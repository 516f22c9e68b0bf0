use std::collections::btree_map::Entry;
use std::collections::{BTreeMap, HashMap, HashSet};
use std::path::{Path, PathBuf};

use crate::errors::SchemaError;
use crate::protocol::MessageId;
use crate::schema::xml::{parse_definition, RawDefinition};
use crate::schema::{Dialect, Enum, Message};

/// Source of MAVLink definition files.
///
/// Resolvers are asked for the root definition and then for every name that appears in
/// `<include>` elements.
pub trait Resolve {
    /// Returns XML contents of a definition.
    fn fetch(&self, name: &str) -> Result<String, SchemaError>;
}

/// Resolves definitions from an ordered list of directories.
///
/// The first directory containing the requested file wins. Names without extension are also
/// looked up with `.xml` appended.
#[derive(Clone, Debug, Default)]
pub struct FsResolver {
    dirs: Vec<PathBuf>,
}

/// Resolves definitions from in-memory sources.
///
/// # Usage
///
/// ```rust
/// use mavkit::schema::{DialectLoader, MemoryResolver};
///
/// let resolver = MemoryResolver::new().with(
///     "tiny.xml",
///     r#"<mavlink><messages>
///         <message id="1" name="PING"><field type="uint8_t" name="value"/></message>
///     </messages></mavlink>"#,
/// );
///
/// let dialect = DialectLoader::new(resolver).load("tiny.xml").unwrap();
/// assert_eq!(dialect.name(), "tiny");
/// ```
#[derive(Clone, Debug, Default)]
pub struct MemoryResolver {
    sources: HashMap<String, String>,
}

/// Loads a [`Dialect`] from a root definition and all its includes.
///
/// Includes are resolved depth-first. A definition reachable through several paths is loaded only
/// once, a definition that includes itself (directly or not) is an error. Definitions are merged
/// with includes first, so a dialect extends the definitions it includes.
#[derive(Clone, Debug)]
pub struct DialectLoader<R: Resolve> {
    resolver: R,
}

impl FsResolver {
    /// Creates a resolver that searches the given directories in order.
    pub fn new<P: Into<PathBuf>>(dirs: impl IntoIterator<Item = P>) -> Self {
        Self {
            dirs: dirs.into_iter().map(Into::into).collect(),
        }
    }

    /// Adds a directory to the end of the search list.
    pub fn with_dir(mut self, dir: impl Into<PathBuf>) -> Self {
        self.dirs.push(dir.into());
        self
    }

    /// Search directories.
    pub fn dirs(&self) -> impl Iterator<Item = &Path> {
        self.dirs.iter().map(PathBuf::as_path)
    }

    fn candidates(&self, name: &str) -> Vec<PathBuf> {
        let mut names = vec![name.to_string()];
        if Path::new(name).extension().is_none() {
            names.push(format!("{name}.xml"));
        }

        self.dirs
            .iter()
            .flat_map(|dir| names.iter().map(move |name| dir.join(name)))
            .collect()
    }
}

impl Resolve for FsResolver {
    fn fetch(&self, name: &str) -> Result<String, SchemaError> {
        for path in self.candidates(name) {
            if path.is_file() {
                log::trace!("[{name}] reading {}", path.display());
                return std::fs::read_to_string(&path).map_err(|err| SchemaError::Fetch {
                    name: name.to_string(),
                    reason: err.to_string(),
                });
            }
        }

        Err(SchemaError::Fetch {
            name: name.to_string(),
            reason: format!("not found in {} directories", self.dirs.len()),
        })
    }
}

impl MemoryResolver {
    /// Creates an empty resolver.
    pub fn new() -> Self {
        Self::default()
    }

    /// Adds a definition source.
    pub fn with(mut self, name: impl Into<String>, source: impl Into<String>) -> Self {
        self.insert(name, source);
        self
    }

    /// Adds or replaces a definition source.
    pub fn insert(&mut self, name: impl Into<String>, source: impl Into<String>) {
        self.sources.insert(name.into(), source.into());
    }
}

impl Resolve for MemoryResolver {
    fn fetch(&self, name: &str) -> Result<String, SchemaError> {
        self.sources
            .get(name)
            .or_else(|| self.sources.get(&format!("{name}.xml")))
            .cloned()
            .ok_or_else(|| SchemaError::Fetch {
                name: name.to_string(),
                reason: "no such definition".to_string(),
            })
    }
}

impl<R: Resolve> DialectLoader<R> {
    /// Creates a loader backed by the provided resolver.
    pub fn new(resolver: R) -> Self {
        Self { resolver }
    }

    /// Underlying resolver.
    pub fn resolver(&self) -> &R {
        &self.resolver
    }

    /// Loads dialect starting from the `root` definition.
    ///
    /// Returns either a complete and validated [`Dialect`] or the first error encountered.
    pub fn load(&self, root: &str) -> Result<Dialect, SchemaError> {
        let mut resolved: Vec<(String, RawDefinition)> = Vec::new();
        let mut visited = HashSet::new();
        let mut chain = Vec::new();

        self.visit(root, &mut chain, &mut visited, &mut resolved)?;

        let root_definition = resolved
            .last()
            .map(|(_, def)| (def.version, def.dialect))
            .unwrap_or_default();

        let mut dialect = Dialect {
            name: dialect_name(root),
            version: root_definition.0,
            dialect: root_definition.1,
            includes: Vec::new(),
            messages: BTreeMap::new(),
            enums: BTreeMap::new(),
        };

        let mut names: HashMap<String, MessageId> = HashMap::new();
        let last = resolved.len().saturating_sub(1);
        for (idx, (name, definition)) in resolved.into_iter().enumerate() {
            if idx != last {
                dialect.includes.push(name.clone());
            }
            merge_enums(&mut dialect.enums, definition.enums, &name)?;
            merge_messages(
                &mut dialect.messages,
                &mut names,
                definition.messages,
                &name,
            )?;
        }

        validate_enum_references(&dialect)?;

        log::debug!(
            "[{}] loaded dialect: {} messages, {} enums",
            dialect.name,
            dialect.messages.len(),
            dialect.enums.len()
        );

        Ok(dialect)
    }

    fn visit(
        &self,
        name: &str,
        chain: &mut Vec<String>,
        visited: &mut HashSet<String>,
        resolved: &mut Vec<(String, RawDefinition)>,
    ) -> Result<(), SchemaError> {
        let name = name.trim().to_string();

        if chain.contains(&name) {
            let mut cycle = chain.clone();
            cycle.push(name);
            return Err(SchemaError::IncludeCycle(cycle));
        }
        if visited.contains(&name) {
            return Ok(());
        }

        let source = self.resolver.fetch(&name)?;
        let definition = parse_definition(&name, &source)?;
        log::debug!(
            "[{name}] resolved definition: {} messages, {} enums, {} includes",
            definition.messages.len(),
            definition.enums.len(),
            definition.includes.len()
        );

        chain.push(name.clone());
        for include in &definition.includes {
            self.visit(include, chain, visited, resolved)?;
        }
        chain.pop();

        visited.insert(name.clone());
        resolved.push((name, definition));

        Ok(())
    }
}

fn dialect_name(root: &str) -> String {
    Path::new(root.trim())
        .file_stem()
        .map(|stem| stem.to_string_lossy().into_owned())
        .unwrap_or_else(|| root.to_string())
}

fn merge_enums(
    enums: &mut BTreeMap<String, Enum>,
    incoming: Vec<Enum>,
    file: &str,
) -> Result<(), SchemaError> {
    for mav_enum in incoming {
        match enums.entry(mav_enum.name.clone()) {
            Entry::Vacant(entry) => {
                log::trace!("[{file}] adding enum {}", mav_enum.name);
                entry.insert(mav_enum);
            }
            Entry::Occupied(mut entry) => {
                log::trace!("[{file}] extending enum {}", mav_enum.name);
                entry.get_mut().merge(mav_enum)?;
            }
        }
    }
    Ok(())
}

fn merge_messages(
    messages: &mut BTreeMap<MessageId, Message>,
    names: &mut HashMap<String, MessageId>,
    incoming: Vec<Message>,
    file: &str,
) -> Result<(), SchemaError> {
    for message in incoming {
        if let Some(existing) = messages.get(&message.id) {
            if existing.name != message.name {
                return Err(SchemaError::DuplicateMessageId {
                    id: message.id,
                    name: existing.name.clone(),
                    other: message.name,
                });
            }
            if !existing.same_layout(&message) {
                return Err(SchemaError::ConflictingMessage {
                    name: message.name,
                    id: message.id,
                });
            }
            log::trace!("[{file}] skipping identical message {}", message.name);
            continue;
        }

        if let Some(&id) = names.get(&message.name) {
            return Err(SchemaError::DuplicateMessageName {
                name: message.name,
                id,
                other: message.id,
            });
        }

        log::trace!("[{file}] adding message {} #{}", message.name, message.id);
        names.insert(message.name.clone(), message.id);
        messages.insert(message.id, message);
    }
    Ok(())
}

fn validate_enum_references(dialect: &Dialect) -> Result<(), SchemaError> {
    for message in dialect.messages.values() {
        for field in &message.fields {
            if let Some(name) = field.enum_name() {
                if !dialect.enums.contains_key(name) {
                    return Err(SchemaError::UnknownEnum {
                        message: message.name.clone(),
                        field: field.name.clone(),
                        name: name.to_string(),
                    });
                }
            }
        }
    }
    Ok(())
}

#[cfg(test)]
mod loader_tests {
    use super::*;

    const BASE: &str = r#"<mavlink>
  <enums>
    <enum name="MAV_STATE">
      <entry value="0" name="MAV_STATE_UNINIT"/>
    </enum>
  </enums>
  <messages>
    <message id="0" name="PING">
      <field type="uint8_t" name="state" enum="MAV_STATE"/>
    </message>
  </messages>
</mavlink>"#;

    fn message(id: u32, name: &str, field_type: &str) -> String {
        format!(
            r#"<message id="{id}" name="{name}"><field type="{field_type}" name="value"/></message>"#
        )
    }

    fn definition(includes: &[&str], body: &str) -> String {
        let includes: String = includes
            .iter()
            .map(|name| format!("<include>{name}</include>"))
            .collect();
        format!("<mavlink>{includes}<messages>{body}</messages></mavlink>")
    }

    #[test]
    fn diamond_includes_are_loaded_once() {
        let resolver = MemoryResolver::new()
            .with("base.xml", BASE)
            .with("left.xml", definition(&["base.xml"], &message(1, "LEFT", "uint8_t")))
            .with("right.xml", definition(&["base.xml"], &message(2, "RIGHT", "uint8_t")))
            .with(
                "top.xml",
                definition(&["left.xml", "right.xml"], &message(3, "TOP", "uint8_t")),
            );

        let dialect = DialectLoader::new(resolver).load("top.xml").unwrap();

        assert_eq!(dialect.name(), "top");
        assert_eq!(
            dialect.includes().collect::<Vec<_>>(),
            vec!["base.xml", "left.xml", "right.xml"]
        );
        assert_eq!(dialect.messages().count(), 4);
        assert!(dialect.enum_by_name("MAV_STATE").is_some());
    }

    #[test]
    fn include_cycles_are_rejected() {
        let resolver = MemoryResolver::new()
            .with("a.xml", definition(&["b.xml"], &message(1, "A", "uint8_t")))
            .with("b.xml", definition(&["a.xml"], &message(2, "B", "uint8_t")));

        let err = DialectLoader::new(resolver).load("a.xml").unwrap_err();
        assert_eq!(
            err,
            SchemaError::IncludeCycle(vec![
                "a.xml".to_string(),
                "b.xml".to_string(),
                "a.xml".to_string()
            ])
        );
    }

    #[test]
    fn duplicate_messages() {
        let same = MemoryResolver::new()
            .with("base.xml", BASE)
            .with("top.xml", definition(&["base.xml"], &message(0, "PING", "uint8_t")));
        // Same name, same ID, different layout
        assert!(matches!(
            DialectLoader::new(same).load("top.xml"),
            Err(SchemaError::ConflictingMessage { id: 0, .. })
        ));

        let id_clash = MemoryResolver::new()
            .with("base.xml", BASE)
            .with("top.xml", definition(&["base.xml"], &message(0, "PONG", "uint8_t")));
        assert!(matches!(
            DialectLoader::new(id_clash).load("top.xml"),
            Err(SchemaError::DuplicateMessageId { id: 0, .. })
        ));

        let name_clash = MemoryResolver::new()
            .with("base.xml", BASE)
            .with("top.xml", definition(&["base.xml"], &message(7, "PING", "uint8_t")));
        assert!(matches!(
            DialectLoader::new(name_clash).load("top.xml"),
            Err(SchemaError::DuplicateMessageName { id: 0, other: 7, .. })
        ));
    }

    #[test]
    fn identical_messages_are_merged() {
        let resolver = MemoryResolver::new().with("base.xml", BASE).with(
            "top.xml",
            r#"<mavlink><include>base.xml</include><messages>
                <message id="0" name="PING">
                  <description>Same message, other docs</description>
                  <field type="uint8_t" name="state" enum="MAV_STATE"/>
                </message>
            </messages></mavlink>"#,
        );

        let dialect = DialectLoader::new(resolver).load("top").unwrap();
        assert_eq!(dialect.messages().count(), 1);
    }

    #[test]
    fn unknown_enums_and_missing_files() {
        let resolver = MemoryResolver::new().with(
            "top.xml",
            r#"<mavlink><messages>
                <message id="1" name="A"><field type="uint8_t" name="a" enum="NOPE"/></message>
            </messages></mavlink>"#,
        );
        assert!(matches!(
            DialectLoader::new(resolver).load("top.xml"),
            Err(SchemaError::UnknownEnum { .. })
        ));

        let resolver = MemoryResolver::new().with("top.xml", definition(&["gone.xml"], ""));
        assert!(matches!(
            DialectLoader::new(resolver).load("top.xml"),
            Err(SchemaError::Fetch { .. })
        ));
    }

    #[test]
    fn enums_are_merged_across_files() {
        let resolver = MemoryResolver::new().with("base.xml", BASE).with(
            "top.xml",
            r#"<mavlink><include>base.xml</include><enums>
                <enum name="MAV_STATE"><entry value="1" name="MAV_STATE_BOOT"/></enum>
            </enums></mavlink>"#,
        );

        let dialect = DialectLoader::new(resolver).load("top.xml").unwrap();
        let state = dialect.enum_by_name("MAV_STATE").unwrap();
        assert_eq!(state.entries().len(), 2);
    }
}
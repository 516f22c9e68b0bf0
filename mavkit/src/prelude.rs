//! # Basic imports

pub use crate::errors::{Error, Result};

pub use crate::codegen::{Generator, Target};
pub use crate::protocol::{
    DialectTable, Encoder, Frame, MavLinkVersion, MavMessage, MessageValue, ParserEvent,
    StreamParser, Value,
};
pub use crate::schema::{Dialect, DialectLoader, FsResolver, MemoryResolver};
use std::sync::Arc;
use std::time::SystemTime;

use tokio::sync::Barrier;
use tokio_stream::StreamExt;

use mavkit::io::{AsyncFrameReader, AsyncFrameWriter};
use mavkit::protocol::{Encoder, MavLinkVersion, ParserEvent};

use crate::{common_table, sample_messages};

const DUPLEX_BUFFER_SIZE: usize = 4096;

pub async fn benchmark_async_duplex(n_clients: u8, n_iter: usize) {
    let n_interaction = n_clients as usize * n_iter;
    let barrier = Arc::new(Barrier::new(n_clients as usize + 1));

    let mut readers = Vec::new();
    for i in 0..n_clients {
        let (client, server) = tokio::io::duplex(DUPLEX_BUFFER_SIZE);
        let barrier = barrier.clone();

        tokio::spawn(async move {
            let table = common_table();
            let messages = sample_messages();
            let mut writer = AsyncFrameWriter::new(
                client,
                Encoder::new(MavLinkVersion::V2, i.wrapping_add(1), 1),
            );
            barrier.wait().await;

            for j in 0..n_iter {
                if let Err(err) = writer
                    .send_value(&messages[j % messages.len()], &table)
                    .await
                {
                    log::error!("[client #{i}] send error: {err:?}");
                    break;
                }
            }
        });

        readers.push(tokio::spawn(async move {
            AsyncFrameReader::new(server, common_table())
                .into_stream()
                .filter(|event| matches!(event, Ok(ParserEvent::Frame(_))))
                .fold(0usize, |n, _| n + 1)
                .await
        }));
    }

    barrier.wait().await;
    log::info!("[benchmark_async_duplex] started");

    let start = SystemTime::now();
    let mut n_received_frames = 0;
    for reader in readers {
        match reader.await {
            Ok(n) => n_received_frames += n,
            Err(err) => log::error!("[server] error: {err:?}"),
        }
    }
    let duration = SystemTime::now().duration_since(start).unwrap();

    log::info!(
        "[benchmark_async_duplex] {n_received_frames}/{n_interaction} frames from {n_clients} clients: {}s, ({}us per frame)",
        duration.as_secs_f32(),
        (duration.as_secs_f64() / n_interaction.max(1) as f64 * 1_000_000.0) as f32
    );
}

__REQUIRED WORK__
Please, from the entries above, set down exactly the lines from the one containing "assert_eq!(state.entries().len(), 2);" through the one containing "use std::time::SystemTime;", and only those.

__ANSWER BELOW__
        assert_eq!(state.entries().len(), 2);
    }
}
repository 516f22c9e68b0bf0
filename mavkit/src/prelude.rs
//! # Basic imports

pub use crate::errors::{Error, Result};

pub use crate::codegen::{Generator, Target};
pub use crate::protocol::{
    DialectTable, Encoder, Frame, MavLinkVersion, MavMessage, MessageValue, ParserEvent,
    StreamParser, Value,
};
pub use crate::schema::{Dialect, DialectLoader, FsResolver, MemoryResolver};
use std::sync::Arc;
use std::time::SystemTime;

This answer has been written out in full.